### WHAT IS BEING ASKED:
Your task is to copy every line of the entries that contains "when".

### PROVIDED RECORDS:

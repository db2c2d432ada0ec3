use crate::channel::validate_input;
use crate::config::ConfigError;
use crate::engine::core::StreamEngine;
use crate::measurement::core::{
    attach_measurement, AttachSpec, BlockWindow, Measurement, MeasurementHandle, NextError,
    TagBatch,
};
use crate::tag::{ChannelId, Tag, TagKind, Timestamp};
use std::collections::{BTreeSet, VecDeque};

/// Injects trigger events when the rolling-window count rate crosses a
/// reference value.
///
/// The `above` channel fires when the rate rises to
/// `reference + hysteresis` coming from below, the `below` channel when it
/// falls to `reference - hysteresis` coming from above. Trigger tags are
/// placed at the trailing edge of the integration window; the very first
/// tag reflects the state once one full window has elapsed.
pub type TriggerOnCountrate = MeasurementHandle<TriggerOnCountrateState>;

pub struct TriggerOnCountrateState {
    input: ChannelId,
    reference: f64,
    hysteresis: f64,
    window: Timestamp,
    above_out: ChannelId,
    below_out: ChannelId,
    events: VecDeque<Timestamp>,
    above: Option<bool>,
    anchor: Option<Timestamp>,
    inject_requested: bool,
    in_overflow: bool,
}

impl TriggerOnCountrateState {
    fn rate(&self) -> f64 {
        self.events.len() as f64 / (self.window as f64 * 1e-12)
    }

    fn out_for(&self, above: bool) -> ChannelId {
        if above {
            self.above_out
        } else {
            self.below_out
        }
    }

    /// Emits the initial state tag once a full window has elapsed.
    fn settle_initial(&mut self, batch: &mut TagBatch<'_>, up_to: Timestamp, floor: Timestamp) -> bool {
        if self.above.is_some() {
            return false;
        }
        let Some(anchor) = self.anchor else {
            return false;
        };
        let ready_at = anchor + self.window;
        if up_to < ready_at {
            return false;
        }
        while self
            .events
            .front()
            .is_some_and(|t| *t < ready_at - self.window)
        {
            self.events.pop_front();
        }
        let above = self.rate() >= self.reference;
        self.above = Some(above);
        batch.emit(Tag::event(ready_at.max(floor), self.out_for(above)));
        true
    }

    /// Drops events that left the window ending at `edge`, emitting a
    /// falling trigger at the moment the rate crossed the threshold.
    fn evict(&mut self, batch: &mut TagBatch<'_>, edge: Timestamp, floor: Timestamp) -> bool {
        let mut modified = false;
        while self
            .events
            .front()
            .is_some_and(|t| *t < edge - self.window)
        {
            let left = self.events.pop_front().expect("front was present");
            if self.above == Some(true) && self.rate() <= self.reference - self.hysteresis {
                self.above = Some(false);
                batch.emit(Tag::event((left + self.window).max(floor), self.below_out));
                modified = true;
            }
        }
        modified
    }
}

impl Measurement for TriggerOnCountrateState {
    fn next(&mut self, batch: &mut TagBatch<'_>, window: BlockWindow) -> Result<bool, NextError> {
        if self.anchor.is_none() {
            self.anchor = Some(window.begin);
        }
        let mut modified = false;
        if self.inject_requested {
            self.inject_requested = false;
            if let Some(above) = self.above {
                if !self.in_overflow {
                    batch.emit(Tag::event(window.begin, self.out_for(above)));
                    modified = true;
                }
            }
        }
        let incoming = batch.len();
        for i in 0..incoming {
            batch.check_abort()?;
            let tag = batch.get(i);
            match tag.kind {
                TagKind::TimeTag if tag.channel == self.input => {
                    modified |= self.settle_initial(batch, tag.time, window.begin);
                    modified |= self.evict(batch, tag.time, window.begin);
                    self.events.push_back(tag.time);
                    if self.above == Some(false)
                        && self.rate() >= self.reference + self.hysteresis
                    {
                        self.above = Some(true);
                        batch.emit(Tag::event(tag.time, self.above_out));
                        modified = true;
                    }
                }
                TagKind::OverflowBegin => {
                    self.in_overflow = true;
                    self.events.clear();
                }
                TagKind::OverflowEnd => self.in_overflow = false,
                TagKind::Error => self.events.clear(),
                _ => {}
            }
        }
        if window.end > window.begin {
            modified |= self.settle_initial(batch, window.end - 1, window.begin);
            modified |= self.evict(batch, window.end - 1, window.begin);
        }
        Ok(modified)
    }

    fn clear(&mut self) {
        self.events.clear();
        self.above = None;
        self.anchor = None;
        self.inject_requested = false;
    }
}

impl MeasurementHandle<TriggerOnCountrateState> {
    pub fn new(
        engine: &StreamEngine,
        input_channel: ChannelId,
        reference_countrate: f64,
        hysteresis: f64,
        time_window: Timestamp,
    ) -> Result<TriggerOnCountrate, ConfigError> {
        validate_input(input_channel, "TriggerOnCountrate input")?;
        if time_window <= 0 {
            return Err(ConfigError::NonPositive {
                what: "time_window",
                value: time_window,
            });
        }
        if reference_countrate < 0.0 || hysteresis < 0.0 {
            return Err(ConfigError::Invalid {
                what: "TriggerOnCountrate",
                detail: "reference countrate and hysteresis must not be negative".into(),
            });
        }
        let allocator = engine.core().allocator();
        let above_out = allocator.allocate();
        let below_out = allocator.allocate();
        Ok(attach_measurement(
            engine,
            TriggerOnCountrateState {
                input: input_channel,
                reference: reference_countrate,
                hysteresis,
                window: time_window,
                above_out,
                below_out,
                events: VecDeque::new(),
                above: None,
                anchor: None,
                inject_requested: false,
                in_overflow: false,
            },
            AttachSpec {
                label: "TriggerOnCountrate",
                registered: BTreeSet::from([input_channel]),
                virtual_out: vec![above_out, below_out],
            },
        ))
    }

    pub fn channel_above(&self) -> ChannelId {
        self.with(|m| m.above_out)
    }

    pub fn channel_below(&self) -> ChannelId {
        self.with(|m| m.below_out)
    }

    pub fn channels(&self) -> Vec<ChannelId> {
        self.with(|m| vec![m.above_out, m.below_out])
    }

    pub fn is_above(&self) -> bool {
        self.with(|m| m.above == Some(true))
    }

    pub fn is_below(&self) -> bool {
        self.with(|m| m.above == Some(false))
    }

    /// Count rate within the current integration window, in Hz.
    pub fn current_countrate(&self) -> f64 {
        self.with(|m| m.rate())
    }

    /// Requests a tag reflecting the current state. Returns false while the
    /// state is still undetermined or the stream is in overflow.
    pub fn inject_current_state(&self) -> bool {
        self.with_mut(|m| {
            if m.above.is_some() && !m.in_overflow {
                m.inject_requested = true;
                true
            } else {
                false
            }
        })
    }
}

### TASK ANSWER:
/// Injects trigger events when the rolling-window count rate crosses a
/// The `above` channel fires when the rate rises to
/// `reference + hysteresis` coming from below, the `below` channel when it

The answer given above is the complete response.